Material for the task »
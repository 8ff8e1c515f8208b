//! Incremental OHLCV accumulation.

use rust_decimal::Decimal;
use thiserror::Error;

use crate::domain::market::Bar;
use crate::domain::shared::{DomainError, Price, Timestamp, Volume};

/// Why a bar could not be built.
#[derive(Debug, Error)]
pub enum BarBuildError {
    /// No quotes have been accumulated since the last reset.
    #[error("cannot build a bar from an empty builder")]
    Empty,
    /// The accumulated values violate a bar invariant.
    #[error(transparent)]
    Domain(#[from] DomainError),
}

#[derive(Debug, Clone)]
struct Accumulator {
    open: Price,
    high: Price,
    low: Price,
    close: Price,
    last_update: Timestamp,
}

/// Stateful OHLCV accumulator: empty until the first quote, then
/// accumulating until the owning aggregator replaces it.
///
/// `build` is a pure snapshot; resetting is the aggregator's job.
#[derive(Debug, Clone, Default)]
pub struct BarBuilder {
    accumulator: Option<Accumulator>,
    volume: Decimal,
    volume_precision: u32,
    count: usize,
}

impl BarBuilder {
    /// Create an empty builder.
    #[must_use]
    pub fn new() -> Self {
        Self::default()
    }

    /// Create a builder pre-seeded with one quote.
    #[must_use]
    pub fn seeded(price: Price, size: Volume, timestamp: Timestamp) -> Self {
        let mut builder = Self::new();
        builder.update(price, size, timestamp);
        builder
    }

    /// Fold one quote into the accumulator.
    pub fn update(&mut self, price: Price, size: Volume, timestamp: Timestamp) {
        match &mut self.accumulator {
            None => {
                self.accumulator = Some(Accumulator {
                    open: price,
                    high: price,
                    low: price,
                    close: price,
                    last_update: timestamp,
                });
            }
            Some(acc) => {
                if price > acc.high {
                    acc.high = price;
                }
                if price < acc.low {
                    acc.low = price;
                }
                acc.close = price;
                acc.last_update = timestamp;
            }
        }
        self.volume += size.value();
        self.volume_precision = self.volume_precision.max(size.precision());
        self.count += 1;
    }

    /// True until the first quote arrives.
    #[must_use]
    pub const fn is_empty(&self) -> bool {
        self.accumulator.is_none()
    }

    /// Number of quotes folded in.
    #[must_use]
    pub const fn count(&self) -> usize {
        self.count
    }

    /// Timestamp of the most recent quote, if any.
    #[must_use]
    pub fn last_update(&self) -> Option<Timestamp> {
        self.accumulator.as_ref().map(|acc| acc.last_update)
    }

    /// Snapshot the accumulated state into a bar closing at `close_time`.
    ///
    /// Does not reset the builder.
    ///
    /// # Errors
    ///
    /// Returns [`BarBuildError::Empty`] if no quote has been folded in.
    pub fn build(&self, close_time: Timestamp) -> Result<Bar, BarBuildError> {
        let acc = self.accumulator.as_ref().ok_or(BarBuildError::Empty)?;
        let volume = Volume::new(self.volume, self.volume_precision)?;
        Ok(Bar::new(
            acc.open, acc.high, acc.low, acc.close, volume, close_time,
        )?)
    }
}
--
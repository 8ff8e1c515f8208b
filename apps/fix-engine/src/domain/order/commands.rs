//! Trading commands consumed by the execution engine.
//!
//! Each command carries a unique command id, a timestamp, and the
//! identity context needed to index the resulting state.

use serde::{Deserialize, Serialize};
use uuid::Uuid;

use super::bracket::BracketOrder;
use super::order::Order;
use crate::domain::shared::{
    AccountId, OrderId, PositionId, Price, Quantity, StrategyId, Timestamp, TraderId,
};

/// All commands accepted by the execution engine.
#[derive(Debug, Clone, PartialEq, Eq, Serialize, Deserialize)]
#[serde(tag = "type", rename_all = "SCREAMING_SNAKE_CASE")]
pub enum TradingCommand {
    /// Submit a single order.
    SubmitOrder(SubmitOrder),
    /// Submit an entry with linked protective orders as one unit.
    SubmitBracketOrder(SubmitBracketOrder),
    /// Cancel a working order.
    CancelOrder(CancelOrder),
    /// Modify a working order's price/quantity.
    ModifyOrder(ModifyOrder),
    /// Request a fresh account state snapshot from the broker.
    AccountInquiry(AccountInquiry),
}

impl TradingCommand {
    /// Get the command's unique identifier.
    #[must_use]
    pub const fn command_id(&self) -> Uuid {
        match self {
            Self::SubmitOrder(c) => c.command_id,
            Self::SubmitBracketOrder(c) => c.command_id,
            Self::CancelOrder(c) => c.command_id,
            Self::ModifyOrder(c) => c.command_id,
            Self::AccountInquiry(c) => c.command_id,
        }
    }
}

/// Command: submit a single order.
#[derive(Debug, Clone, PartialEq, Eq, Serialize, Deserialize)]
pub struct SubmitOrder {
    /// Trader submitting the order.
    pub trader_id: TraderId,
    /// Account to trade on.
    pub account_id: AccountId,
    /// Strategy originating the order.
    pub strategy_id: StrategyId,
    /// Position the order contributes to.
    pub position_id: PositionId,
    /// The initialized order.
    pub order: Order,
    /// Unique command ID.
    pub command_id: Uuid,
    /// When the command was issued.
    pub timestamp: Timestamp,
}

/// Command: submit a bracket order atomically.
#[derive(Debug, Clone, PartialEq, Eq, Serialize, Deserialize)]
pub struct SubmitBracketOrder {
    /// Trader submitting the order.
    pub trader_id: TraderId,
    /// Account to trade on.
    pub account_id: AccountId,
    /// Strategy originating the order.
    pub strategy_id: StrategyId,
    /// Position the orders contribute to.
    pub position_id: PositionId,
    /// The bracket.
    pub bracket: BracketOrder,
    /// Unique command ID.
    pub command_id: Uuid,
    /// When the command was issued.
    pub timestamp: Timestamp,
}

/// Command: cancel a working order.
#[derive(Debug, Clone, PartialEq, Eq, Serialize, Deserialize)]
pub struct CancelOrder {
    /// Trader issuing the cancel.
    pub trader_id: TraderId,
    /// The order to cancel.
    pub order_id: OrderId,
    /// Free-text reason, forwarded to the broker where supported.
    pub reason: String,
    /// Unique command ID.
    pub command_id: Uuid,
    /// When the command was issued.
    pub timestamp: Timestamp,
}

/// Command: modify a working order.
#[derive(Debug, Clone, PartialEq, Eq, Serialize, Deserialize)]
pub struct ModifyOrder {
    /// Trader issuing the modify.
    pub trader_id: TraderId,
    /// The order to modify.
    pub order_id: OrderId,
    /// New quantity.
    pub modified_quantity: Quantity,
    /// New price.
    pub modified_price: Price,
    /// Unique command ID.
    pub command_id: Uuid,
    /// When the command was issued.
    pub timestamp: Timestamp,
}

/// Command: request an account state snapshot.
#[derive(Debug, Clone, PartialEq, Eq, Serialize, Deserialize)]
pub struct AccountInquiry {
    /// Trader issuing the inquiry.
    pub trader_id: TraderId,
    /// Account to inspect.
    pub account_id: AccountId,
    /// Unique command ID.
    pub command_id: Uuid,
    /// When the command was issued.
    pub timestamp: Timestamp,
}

Exercise aim » Tally the lines of the listing that hold the string "match", then reply with that number alone.

Reply to the exercise » 2